With nothing added or dropped, output every record below exactly.

Dataset records below:

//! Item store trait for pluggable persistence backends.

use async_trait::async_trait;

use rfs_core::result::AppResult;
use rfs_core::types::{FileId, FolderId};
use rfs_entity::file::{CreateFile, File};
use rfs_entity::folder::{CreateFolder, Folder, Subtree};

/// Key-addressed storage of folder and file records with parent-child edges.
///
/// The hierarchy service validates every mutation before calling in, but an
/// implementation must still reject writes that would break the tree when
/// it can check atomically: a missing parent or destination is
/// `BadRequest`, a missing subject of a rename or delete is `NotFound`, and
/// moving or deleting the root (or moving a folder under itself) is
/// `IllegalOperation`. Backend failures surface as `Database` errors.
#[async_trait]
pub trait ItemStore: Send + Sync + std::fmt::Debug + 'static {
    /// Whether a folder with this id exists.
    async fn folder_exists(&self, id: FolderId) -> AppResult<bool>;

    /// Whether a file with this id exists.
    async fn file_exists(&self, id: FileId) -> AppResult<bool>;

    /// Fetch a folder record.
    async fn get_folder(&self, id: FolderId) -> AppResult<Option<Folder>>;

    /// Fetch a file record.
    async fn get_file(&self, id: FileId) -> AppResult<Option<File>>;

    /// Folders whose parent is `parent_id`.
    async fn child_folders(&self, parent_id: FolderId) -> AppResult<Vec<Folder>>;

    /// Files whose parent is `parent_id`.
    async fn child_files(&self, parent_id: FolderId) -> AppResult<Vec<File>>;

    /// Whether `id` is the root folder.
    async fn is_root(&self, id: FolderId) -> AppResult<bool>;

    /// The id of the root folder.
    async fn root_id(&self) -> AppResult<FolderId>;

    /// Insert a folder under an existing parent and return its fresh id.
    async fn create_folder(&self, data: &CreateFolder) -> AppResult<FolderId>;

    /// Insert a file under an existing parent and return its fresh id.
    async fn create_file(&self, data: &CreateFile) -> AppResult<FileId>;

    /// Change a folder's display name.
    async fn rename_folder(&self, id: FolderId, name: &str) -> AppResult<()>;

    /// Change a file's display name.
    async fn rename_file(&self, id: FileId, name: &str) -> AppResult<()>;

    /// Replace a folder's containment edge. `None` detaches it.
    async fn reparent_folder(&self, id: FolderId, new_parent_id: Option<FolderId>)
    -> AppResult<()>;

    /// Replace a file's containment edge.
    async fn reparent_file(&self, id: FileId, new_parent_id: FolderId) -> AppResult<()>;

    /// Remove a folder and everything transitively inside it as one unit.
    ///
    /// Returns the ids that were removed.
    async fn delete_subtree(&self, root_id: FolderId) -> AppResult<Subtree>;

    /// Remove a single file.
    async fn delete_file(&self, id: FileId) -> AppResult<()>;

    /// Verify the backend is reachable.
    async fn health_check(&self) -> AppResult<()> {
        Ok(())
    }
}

End of Dataset records.

### Response area:
//! Item store trait for pluggable persistence backends.

use async_trait::async_trait;

use rfs_core::result::AppResult;
use rfs_core::types::{FileId, FolderId};
use rfs_entity::file::{CreateFile, File};
use rfs_entity::folder::{CreateFolder, Folder, Subtree};

/// Key-addressed storage of folder and file records with parent-child edges.
///
/// The hierarchy service validates every mutation before calling in, but an
/// implementation must still reject writes that would break the tree when
/// it can check atomically: a missing parent or destination is
/// `BadRequest`, a missing subject of a rename or delete is `NotFound`, and
/// moving or deleting the root (or moving a folder under itself) is
/// `IllegalOperation`. Backend failures surface as `Database` errors.
#[async_trait]
pub trait ItemStore: Send + Sync + std::fmt::Debug + 'static {
    /// Whether a folder with this id exists.
    async fn folder_exists(&self, id: FolderId) -> AppResult<bool>;

    /// Whether a file with this id exists.
    async fn file_exists(&self, id: FileId) -> AppResult<bool>;

    /// Fetch a folder record.
    async fn get_folder(&self, id: FolderId) -> AppResult<Option<Folder>>;

    /// Fetch a file record.
    async fn get_file(&self, id: FileId) -> AppResult<Option<File>>;

    /// Folders whose parent is `parent_id`.
    async fn child_folders(&self, parent_id: FolderId) -> AppResult<Vec<Folder>>;

    /// Files whose parent is `parent_id`.
    async fn child_files(&self, parent_id: FolderId) -> AppResult<Vec<File>>;

    /// Whether `id` is the root folder.
    async fn is_root(&self, id: FolderId) -> AppResult<bool>;

    /// The id of the root folder.
    async fn root_id(&self) -> AppResult<FolderId>;

    /// Insert a folder under an existing parent and return its fresh id.
    async fn create_folder(&self, data: &CreateFolder) -> AppResult<FolderId>;

    /// Insert a file under an existing parent and return its fresh id.
    async fn create_file(&self, data: &CreateFile) -> AppResult<FileId>;

    /// Change a folder's display name.
    async fn rename_folder(&self, id: FolderId, name: &str) -> AppResult<()>;

    /// Change a file's display name.
    async fn rename_file(&self, id: FileId, name: &str) -> AppResult<()>;

    /// Replace a folder's containment edge. `None` detaches it.
    async fn reparent_folder(&self, id: FolderId, new_parent_id: Option<FolderId>)
    -> AppResult<()>;

    /// Replace a file's containment edge.
    async fn reparent_file(&self, id: FileId, new_parent_id: FolderId) -> AppResult<()>;

    /// Remove a folder and everything transitively inside it as one unit.
    ///
    /// Returns the ids that were removed.
    async fn delete_subtree(&self, root_id: FolderId) -> AppResult<Subtree>;

    /// Remove a single file.
    async fn delete_file(&self, id: FileId) -> AppResult<()>;

    /// Verify the backend is reachable.
    async fn health_check(&self) -> AppResult<()> {
        Ok(())
    }
}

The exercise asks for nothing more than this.